*What you will do:* From the entries below, copy exactly the lines from the one that contains "down_votes = repos.votes().voters(&record.id, VoteKind::Down)?;" through the one that contains "fn children(repos: &SqliteRepositories<'_>, parent_id: &str)", both included, and only those.

Excerpts from a dataset
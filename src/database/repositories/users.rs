use crate::database::models::UserRecord;
use anyhow::Result;
use rusqlite::{params, Connection, OptionalExtension, Row};

pub(super) struct SqliteUserRepository<'conn> {
    pub(super) conn: &'conn Connection,
}

const COLUMNS: &str =
    "id, name, username, email, password_hash, profile_image_url, bio, created_at";

fn map_row(row: &Row<'_>) -> rusqlite::Result<UserRecord> {
    Ok(UserRecord {
        id: row.get(0)?,
        name: row.get(1)?,
        username: row.get(2)?,
        email: row.get(3)?,
        password_hash: row.get(4)?,
        profile_image_url: row.get(5)?,
        bio: row.get(6)?,
        created_at: row.get(7)?,
    })
}

impl<'conn> super::UserRepository for SqliteUserRepository<'conn> {
    fn create(&self, record: &UserRecord) -> Result<()> {
        self.conn.execute(
            r#"
            INSERT INTO users (id, name, username, email, password_hash, profile_image_url, bio, created_at)
            VALUES (?1, ?2, ?3, ?4, ?5, ?6, ?7, ?8)
            "#,
            params![
                record.id,
                record.name,
                record.username,
                record.email,
                record.password_hash,
                record.profile_image_url,
                record.bio,
                record.created_at,
            ],
        )?;
        Ok(())
    }

    fn get(&self, id: &str) -> Result<Option<UserRecord>> {
        Ok(self
            .conn
            .query_row(
                &format!("SELECT {COLUMNS} FROM users WHERE id = ?1"),
                params![id],
                map_row,
            )
            .optional()?)
    }

    fn get_by_username(&self, username: &str) -> Result<Option<UserRecord>> {
        Ok(self
            .conn
            .query_row(
                &format!("SELECT {COLUMNS} FROM users WHERE username = ?1"),
                params![username],
                map_row,
            )
            .optional()?)
    }

    fn get_by_email(&self, email: &str) -> Result<Option<UserRecord>> {
        Ok(self
            .conn
            .query_row(
                &format!("SELECT {COLUMNS} FROM users WHERE email = ?1"),
                params![email],
                map_row,
            )
            .optional()?)
    }

    fn update_profile(&self, id: &str, patch: &super::ProfilePatch) -> Result<()> {
        self.conn.execute(
            r#"
            UPDATE users SET
                name = COALESCE(?2, name),
                username = COALESCE(?3, username),
                bio = COALESCE(?4, bio),
                profile_image_url = COALESCE(?5, profile_image_url)
            WHERE id = ?1
            "#,
            params![
                id,
                patch.name,
                patch.username,
                patch.bio,
                patch.profile_image_url,
            ],
        )?;
        Ok(())
    }

    fn suggestions_for(&self, user_id: &str, limit: usize) -> Result<Vec<UserRecord>> {
        let mut stmt = self.conn.prepare(&format!(
            r#"
            SELECT {COLUMNS}
            FROM users
            WHERE id != ?1
              AND id NOT IN (SELECT peer_id FROM connections WHERE user_id = ?1)
            LIMIT ?2
            "#
        ))?;
        let rows = stmt.query_map(params![user_id, limit], map_row)?;
        let mut users = Vec::new();
        for row in rows {
            users.push(row?);
        }
        Ok(users)
    }
}
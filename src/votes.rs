//! The tri-state vote ledger. A voter's relationship to a post is exactly
//! one of upvoted, downvoted, or neutral; repeating an action toggles it
//! back off. Each toggle runs in a single transaction together with its
//! notification side effect.

use crate::database::models::{NotificationKind, NotificationRecord, VoteKind};
use crate::database::repositories::{NotificationRepository, PostRepository, VoteRepository};
use crate::database::Database;
use crate::error::{ServiceError, ServiceResult};
use crate::utils::now_utc_iso;
use serde::{Deserialize, Serialize};
use uuid::Uuid;

#[derive(Clone)]
pub struct VoteService {
    database: Database,
}

impl VoteService {
    pub fn new(database: Database) -> Self {
        Self { database }
    }

    pub fn toggle(
        &self,
        post_id: &str,
        voter_id: &str,
        action: VoteKind,
    ) -> ServiceResult<VoteOutcome> {
        self.database.with_repositories(|repos| {
            let tx = repos
                .conn()
                .unchecked_transaction()
                .map_err(anyhow::Error::from)?;

            let post = repos
                .posts()
                .get(post_id)?
                .ok_or_else(|| ServiceError::not_found("post not found"))?;

            let current = repos.votes().get(post_id, voter_id)?;
            let resulting = if current == Some(action) {
                repos.votes().remove(post_id, voter_id)?;
                VoteState::Neutral
            } else {
                repos.votes().set(post_id, voter_id, action, &now_utc_iso())?;
                VoteState::from(action)
            };

            // Side effects never target the voter's own post.
            if post.author_id != voter_id {
                match resulting {
                    VoteState::Neutral => {
                        repos.notifications().delete_matching(
                            NotificationKind::from(action),
                            voter_id,
                            post_id,
                        )?;
                    }
                    VoteState::Up | VoteState::Down => {
                        let kind = NotificationKind::from(action);
                        if !repos.notifications().exists_open(kind, voter_id, post_id)? {
                            repos.notifications().create(&NotificationRecord {
                                id: Uuid::new_v4().to_string(),
                                receiver_id: post.author_id.clone(),
                                sender_id: voter_id.to_string(),
                                kind,
                                related_post_id: Some(post_id.to_string()),
                                seen: false,
                                created_at: now_utc_iso(),
                            })?;
                        }
                    }
                }
            }

            let up_votes = repos.votes().voters(post_id, VoteKind::Up)?;
            let down_votes = repos.votes().voters(post_id, VoteKind::Down)?;
            tx.commit().map_err(anyhow::Error::from)?;

            Ok(VoteOutcome {
                status: resulting,
                up_votes,
                down_votes,
            })
        })
    }
}

#[derive(Debug, Clone, Copy, PartialEq, Eq, Serialize, Deserialize)]
#[serde(rename_all = "lowercase")]
pub enum VoteState {
    Up,
    Down,
    Neutral,
}

impl From<VoteKind> for VoteState {
    fn from(kind: VoteKind) -> Self {
        match kind {
            VoteKind::Up => Self::Up,
            VoteKind::Down => Self::Down,
        }
    }
}

#[derive(Debug, Clone, Serialize, Deserialize)]
pub struct VoteOutcome {
    pub status: VoteState,
    pub up_votes: Vec<String>,
    pub down_votes: Vec<String>,
}
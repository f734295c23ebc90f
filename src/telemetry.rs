use tracing_subscriber::EnvFilter;

/// Initializes a global tracing subscriber respecting the `RUST_LOG`
/// environment variable. Subsequent calls become no-ops so tests and the
/// server binary can both invoke it.
pub fn init_tracing() {
    let env_filter = std::env::var("RUST_LOG")
        .map(EnvFilter::new)
        .unwrap_or_else(|_| EnvFilter::new("refuge_backend=info,tower_http=info"));
    let subscriber = tracing_subscriber::FmtSubscriber::builder()
        .with_env_filter(env_filter)
        .finish();
    let _ = tracing::subscriber::set_global_default(subscriber);
}
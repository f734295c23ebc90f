//! The post/comment tree. Posts and comments share one table; a comment is
//! a post whose `parent_id` points at another post.

use crate::accounts::UserSummary;
use crate::database::models::{
    NotificationKind, NotificationRecord, PostRecord, VoteKind,
};
use crate::database::repositories::{
    NotificationRepository, PostRepository, SqliteRepositories, UserRepository, VoteRepository,
};
use crate::database::Database;
use crate::error::{ServiceError, ServiceResult};
use crate::utils::now_utc_iso;
use serde::{Deserialize, Serialize};
use uuid::Uuid;

const DEFAULT_FEED_LIMIT: usize = 50;
const MAX_FEED_LIMIT: usize = 200;

#[derive(Clone)]
pub struct PostService {
    database: Database,
}

impl PostService {
    pub fn new(database: Database) -> Self {
        Self { database }
    }

    pub fn create_post(&self, input: CreatePostInput) -> ServiceResult<PostView> {
        if input.content.trim().is_empty() {
            return Err(ServiceError::validation("post content may not be empty"));
        }
        let record = PostRecord {
            id: Uuid::new_v4().to_string(),
            author_id: input.author_id.clone(),
            content: input.content,
            image_url: input.image_url,
            parent_id: None,
            created_at: now_utc_iso(),
        };
        self.database.with_repositories(|repos| {
            repos.posts().create(&record)?;
            populate(&repos, record)
        })
    }

    /// Creates a comment under `parent_id` and notifies the parent's author
    /// unless they are commenting on their own post.
    pub fn create_comment(
        &self,
        parent_id: &str,
        input: CreatePostInput,
    ) -> ServiceResult<PostView> {
        if input.content.trim().is_empty() {
            return Err(ServiceError::validation("comment content may not be empty"));
        }
        self.database.with_repositories(|repos| {
            let parent = repos
                .posts()
                .get(parent_id)?
                .ok_or_else(|| ServiceError::not_found("post not found"))?;

            let record = PostRecord {
                id: Uuid::new_v4().to_string(),
                author_id: input.author_id.clone(),
                content: input.content,
                image_url: input.image_url,
                parent_id: Some(parent.id.clone()),
                created_at: now_utc_iso(),
            };
            repos.posts().create(&record)?;

            // Every comment notifies; only self-comments are exempt.
            if parent.author_id != record.author_id {
                repos.notifications().create(&NotificationRecord {
                    id: Uuid::new_v4().to_string(),
                    receiver_id: parent.author_id.clone(),
                    sender_id: record.author_id.clone(),
                    kind: NotificationKind::Comment,
                    related_post_id: Some(parent.id.clone()),
                    seen: false,
                    created_at: now_utc_iso(),
                })?;
            }

            populate(&repos, record)
        })
    }

    /// Root posts only, author-populated, newest first.
    pub fn feed(&self, limit: Option<usize>) -> ServiceResult<Vec<PostView>> {
        let limit = limit.unwrap_or(DEFAULT_FEED_LIMIT).min(MAX_FEED_LIMIT);
        self.database.with_repositories(|repos| {
            let records = repos.posts().list_roots(limit)?;
            let mut views = Vec::with_capacity(records.len());
            for record in records {
                views.push(populate(&repos, record)?);
            }
            Ok(views)
        })
    }

    pub fn get_post(&self, post_id: &str) -> ServiceResult<PostDetails> {
        self.database.with_repositories(|repos| {
            let record = repos
                .posts()
                .get(post_id)?
                .ok_or_else(|| ServiceError::not_found("post not found"))?;
            let post = populate(&repos, record)?;
            let comments = children(&repos, post_id)?;
            Ok(PostDetails { post, comments })
        })
    }

    pub fn list_comments(&self, post_id: &str) -> ServiceResult<Vec<PostView>> {
        self.database.with_repositories(|repos| {
            if repos.posts().get(post_id)?.is_none() {
                return Err(ServiceError::not_found("post not found"));
            }
            children(&repos, post_id)
        })
    }

    pub fn list_for_author(&self, author_id: &str) -> ServiceResult<Vec<PostView>> {
        self.database.with_repositories(|repos| {
            let records = repos.posts().list_for_author(author_id)?;
            let mut views = Vec::with_capacity(records.len());
            for record in records {
                views.push(populate(&repos, record)?);
            }
            Ok(views)
        })
    }

    /// Only the author may delete; the whole comment subtree goes with the
    /// post.
    pub fn delete_post(&self, post_id: &str, acting_id: &str) -> ServiceResult<()> {
        self.database.with_repositories(|repos| {
            let record = repos
                .posts()
                .get(post_id)?
                .ok_or_else(|| ServiceError::not_found("post not found"))?;
            if record.author_id != acting_id {
                return Err(ServiceError::forbidden("not authorized"));
            }
            repos.posts().delete(post_id)?;
            tracing::info!(post_id = %post_id, author = %acting_id, "post deleted");
            Ok(())
        })
    }
}

fn populate(repos: &SqliteRepositories<'_>, record: PostRecord) -> ServiceResult<PostView> {
    let author = repos
        .users()
        .get(&record.author_id)?
        .ok_or_else(|| ServiceError::not_found("post author no longer exists"))?;
    let up_votes = repos.votes().voters(&record.id, VoteKind::Up)?;
    let down_votes = repos.votes().voters(&record.id, VoteKind::Down)?;
    Ok(PostView {
        id: record.id,
        author: UserSummary::from_record(author),
        content: record.content,
        image_url: record.image_url,
        parent_id: record.parent_id,
        up_votes,
        down_votes,
        created_at: record.created_at,
    })
}

fn children(repos: &SqliteRepositories<'_>, parent_id: &str) -> ServiceResult<Vec<PostView>> {
    let records = repos.posts().list_children(parent_id)?;
    let mut views = Vec::with_capacity(records.len());
    for record in records {
        views.push(populate(repos, record)?);
    }
    Ok(views)
}

#[derive(Debug, Clone, Serialize, Deserialize)]
pub struct PostView {
    pub id: String,
    pub author: UserSummary,
    pub content: String,
    pub image_url: Option<String>,
    pub parent_id: Option<String>,
    pub up_votes: Vec<String>,
    pub down_votes: Vec<String>,
    pub created_at: String,
}

#[derive(Debug, Clone, Serialize, Deserialize)]
pub struct PostDetails {
    pub post: PostView,
    pub comments: Vec<PostView>,
}

#[derive(Debug, Clone, Deserialize)]
pub struct CreatePostInput {
    #[serde(skip)]
    pub author_id: String,
    pub content: String,
    #[serde(default)]
    pub image_url: Option<String>,
}
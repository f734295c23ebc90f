use super::{ApiResult, AppState, AuthedUser};
use crate::notifications::{NotificationService, NotificationView};
use axum::extract::{Path, State};
use axum::Json;
use serde::Serialize;

#[derive(Debug, Serialize)]
pub(crate) struct MessageResponse {
    message: &'static str,
}

pub(crate) async fn list(
    State(state): State<AppState>,
    AuthedUser(user): AuthedUser,
) -> ApiResult<Vec<NotificationView>> {
    let service = NotificationService::new(state.database.clone());
    Ok(Json(service.list(&user.id)?))
}

pub(crate) async fn mark_seen(
    State(state): State<AppState>,
    AuthedUser(user): AuthedUser,
    Path(id): Path<String>,
) -> ApiResult<MessageResponse> {
    let service = NotificationService::new(state.database.clone());
    service.mark_seen(&id, &user.id)?;
    Ok(Json(MessageResponse {
        message: "notification marked as seen",
    }))
}

pub(crate) async fn delete(
    State(state): State<AppState>,
    AuthedUser(user): AuthedUser,
    Path(id): Path<String>,
) -> ApiResult<MessageResponse> {
    let service = NotificationService::new(state.database.clone());
    service.delete(&id, &user.id)?;
    Ok(Json(MessageResponse {
        message: "notification deleted",
    }))
}
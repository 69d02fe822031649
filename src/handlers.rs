use crate::errors::AppError;
use crate::models::{
    AnchorQuery, CalendarQuery, CreateHabitRequest, Habit, HabitId, RenameHabitRequest,
    SyncResponse, ToggleRequest, normalize_day,
};
use crate::report::{REPORT_FILE_NAME, build_report, render_text};
use crate::state::AppState;
use crate::stats::{DayStatus, StatsResponse, build_stats_at, month_calendar};
use crate::ui::render_index;
use axum::{
    Json,
    extract::{Path, Query, State},
    http::{StatusCode, header},
    response::{Html, IntoResponse},
};
use chrono::{Datelike, Local, NaiveDate};

pub async fn index() -> Html<String> {
    Html(render_index(&today().to_string()))
}

pub async fn list_habits(State(state): State<AppState>) -> Json<Vec<Habit>> {
    Json(state.tracker.snapshot().await)
}

pub async fn create_habit(
    State(state): State<AppState>,
    Json(payload): Json<CreateHabitRequest>,
) -> Result<(StatusCode, Json<Habit>), AppError> {
    let habit = state.tracker.create(&payload.name).await?;
    Ok((StatusCode::CREATED, Json(habit)))
}

pub async fn rename_habit(
    State(state): State<AppState>,
    Path(id): Path<String>,
    Json(payload): Json<RenameHabitRequest>,
) -> Result<Json<Habit>, AppError> {
    let habit = state
        .tracker
        .rename(&HabitId::new(id), &payload.name)
        .await?;
    Ok(Json(habit))
}

pub async fn delete_habit(
    State(state): State<AppState>,
    Path(id): Path<String>,
) -> Result<StatusCode, AppError> {
    state.tracker.remove(&HabitId::new(id)).await?;
    Ok(StatusCode::NO_CONTENT)
}

pub async fn toggle_habit(
    State(state): State<AppState>,
    Path(id): Path<String>,
    payload: Option<Json<ToggleRequest>>,
) -> Result<Json<Habit>, AppError> {
    let request = payload.map(|Json(body)| body).unwrap_or_default();
    let day = anchor_day(request.date.as_deref())?;
    let habit = state
        .tracker
        .toggle_completion(&HabitId::new(id), day)
        .await?;
    Ok(Json(habit))
}

pub async fn get_stats(
    State(state): State<AppState>,
    Query(query): Query<AnchorQuery>,
) -> Result<Json<StatsResponse>, AppError> {
    let today = anchor_day(query.today.as_deref())?;
    let snapshot = state.tracker.snapshot().await;
    Ok(Json(build_stats_at(today, &snapshot)))
}

pub async fn get_calendar(
    State(state): State<AppState>,
    Query(query): Query<CalendarQuery>,
) -> Result<Json<Vec<DayStatus>>, AppError> {
    let (year, month) = match query.month.as_deref() {
        Some(value) => parse_month(value)?,
        None => {
            let today = today();
            (today.year(), today.month())
        }
    };
    let snapshot = state.tracker.snapshot().await;
    let days = month_calendar(&snapshot, year, month)
        .ok_or_else(|| AppError::bad_request("month out of range"))?;
    Ok(Json(days))
}

pub async fn get_report(
    State(state): State<AppState>,
    Query(query): Query<AnchorQuery>,
) -> Result<impl IntoResponse, AppError> {
    let today = anchor_day(query.today.as_deref())?;
    let snapshot = state.tracker.snapshot().await;
    let body = render_text(&build_report(&snapshot, today));
    let headers = [
        (header::CONTENT_TYPE, "text/plain; charset=utf-8".to_string()),
        (
            header::CONTENT_DISPOSITION,
            format!("attachment; filename=\"{REPORT_FILE_NAME}\""),
        ),
    ];
    Ok((headers, body))
}

pub async fn sync(State(state): State<AppState>) -> Result<Json<SyncResponse>, AppError> {
    let report = state.tracker.refresh().await?;
    Ok(Json(SyncResponse {
        habit_count: report.habit_count,
        pushed: report.pushed,
        failed: report.failed,
    }))
}

fn anchor_day(value: Option<&str>) -> Result<NaiveDate, AppError> {
    match value {
        Some(value) if !value.trim().is_empty() => Ok(normalize_day(value)?),
        _ => Ok(today()),
    }
}

fn parse_month(value: &str) -> Result<(i32, u32), AppError> {
    let first = NaiveDate::parse_from_str(&format!("{}-01", value.trim()), "%Y-%m-%d")
        .map_err(|_| AppError::bad_request("month must look like YYYY-MM"))?;
    Ok((first.year(), first.month()))
}

fn today() -> NaiveDate {
    Local::now().date_naive()
}
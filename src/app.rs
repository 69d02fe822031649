use crate::handlers;
use crate::state::AppState;
use axum::{
    Router,
    routing::{get, patch, post},
};

pub fn router(state: AppState) -> Router {
    Router::new()
        .route("/", get(handlers::index))
        .route(
            "/api/habits",
            get(handlers::list_habits).post(handlers::create_habit),
        )
        .route(
            "/api/habits/:id",
            patch(handlers::rename_habit).delete(handlers::delete_habit),
        )
        .route("/api/habits/:id/toggle", post(handlers::toggle_habit))
        .route("/api/stats", get(handlers::get_stats))
        .route("/api/calendar", get(handlers::get_calendar))
        .route("/api/report", get(handlers::get_report))
        .route("/api/sync", post(handlers::sync))
        .with_state(state)
}
use crate::models::Habit;
use serde::{Deserialize, Serialize};
use std::path::Path;
use tokio::fs;
use tracing::error;

/// On-disk layout of the local habit cache.
#[derive(Debug, Clone, Default, Serialize, Deserialize)]
pub struct CacheFile {
    #[serde(default)]
    pub habits: Vec<Habit>,
}

pub async fn load_cache(path: &Path) -> Vec<Habit> {
    match fs::read(path).await {
        Ok(bytes) => match serde_json::from_slice::<CacheFile>(&bytes) {
            Ok(cache) => cache.habits,
            Err(err) => {
                error!("failed to parse cache file: {err}");
                Vec::new()
            }
        },
        Err(err) if err.kind() == std::io::ErrorKind::NotFound => Vec::new(),
        Err(err) => {
            error!("failed to read cache file: {err}");
            Vec::new()
        }
    }
}

pub async fn persist_cache(path: &Path, habits: &[Habit]) -> Result<(), std::io::Error> {
    let cache = CacheFile {
        habits: habits.to_vec(),
    };
    let payload = serde_json::to_vec_pretty(&cache)?;
    fs::write(path, payload).await
}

*Written answer:*
    let down_votes = repos.votes().voters(&record.id, VoteKind::Down)?;
    Ok(PostView {
        id: record.id,
        author: UserSummary::from_record(author),
        content: record.content,
        image_url: record.image_url,
        parent_id: record.parent_id,
        up_votes,
        down_votes,
        created_at: record.created_at,
    })
}

fn children(repos: &SqliteRepositories<'_>, parent_id: &str) -> ServiceResult<Vec<PostView>> {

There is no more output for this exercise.